:: ASSIGNMENT ::
Once the line with "pub fn is_sentinel(&self)" is found in the entries below, print it and each following line exactly, stopping after the line with "not the sentinel."; print nothing else.

:: EXCERPTED RECORDS ::
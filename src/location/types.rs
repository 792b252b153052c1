//! Core types for the location subsystem.

use serde::{Deserialize, Serialize};
use std::fmt;
use std::str::FromStr;
use thiserror::Error;

/// A latitude/longitude pair in degrees.
#[derive(Debug, Clone, Copy, PartialEq, Serialize, Deserialize)]
pub struct Coordinate {
    pub lat: f64,
    pub lon: f64,
}

impl Coordinate {
    /// Marker for "resolution exhausted, no location found".
    ///
    /// Longitude -179 is in range; the pair is picked to be recognizably fake
    /// (open ocean off Antarctica) rather than to be a null.
    pub const SENTINEL: Coordinate = Coordinate { lat: -69.0, lon: -179.0 };

    pub const fn new(lat: f64, lon: f64) -> Self {
        Self { lat, lon }
    }

    pub fn is_sentinel(&self) -> bool {
        *self == Self::SENTINEL
    }

    /// Finite and inside [-90, 90] x [-180, 180].
    pub fn is_plausible(&self) -> bool {
        self.lat.is_finite()
            && self.lon.is_finite()
            && (-90.0..=90.0).contains(&self.lat)
            && (-180.0..=180.0).contains(&self.lon)
    }

    /// A genuine location: plausible and not the sentinel.
    pub fn is_resolved(&self) -> bool {
        self.is_plausible() && !self.is_sentinel()
    }
}

/// Formats as the literal pair `(lat, lon)` used by the cached dataset file.
impl fmt::Display for Coordinate {
    fn fmt(&self, f: &mut fmt::Formatter<'_>) -> fmt::Result {
        write!(f, "({:?}, {:?})", self.lat, self.lon)
    }
}

#[derive(Debug, Clone, PartialEq, Eq, Error)]
#[error("invalid coordinate literal '{0}'")]
pub struct CoordinateParseError(pub String);

/// Parses `(lat, lon)`, `[lat, lon]` or a bare `lat, lon`.
impl FromStr for Coordinate {
    type Err = CoordinateParseError;

    fn from_str(s: &str) -> Result<Self, Self::Err> {
        let err = || CoordinateParseError(s.to_string());
        let trimmed = s.trim();
        let inner = trimmed
            .strip_prefix('(')
            .and_then(|rest| rest.strip_suffix(')'))
            .or_else(|| trimmed.strip_prefix('[').and_then(|rest| rest.strip_suffix(']')))
            .unwrap_or(trimmed);

        let mut parts = inner.split(',');
        let lat = parts.next().ok_or_else(err)?.trim().parse::<f64>().map_err(|_| err())?;
        let lon = parts.next().ok_or_else(err)?.trim().parse::<f64>().map_err(|_| err())?;
        if parts.next().is_some() {
            return Err(err());
        }
        Ok(Coordinate { lat, lon })
    }
}

/// Failure modes of a single geocoding lookup.
#[derive(Debug, Clone, PartialEq, Eq, Error)]
pub enum LookupError {
    #[error("no match for '{0}'")]
    NotFound(String),

    /// Transient: network failure, timeout, rate limiting, 5xx.
    #[error("geocoding service unavailable: {0}")]
    Unavailable(String),

    #[error("invalid geocoder response: {0}")]
    InvalidResponse(String),
}

impl LookupError {
    pub fn is_transient(&self) -> bool {
        matches!(self, Self::Unavailable(_))
    }
}

#[cfg(test)]
mod tests {
    use super::*;

    #[test]
    fn test_sentinel_is_plausible_but_not_resolved() {
        assert!(Coordinate::SENTINEL.is_plausible());
        assert!(!Coordinate::SENTINEL.is_resolved());
        assert!(Coordinate::new(49.84, 24.03).is_resolved());
    }

    #[test]
    fn test_implausible() {
        assert!(!Coordinate::new(91.0, 0.0).is_plausible());
        assert!(!Coordinate::new(0.0, -180.5).is_plausible());
        assert!(!Coordinate::new(f64::NAN, 0.0).is_resolved());
    }

    #[test]
    fn test_parse_literal_pair() {
        let c: Coordinate = "(49.4871968, 31.2718321)".parse().unwrap();
        assert_eq!(c, Coordinate::new(49.4871968, 31.2718321));

        let c: Coordinate = "[-69.0, -179.0]".parse().unwrap();
        assert!(c.is_sentinel());

        let c: Coordinate = " 10, 20 ".parse().unwrap();
        assert_eq!(c, Coordinate::new(10.0, 20.0));
    }

    #[test]
    fn test_parse_rejects_garbage() {
        assert!("".parse::<Coordinate>().is_err());
        assert!("(1.0)".parse::<Coordinate>().is_err());
        assert!("(1, 2, 3)".parse::<Coordinate>().is_err());
        assert!("__import__('os')".parse::<Coordinate>().is_err());
    }

    #[test]
    fn test_display_parses_back() {
        let c = Coordinate::new(-33.8688, 151.2093);
        assert_eq!(c.to_string(), "(-33.8688, 151.2093)");
        assert_eq!(c.to_string().parse::<Coordinate>().unwrap(), c);
    }

    #[test]
    fn test_display_whole_numbers() {
        assert_eq!(Coordinate::SENTINEL.to_string(), "(-69.0, -179.0)");
    }
}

:: EXERCISE SOLUTION ::
    pub fn is_sentinel(&self) -> bool {
        *self == Self::SENTINEL
    }

    /// Finite and inside [-90, 90] x [-180, 180].
    pub fn is_plausible(&self) -> bool {
        self.lat.is_finite()
            && self.lon.is_finite()
            && (-90.0..=90.0).contains(&self.lat)
            && (-180.0..=180.0).contains(&self.lon)
    }

    /// A genuine location: plausible and not the sentinel.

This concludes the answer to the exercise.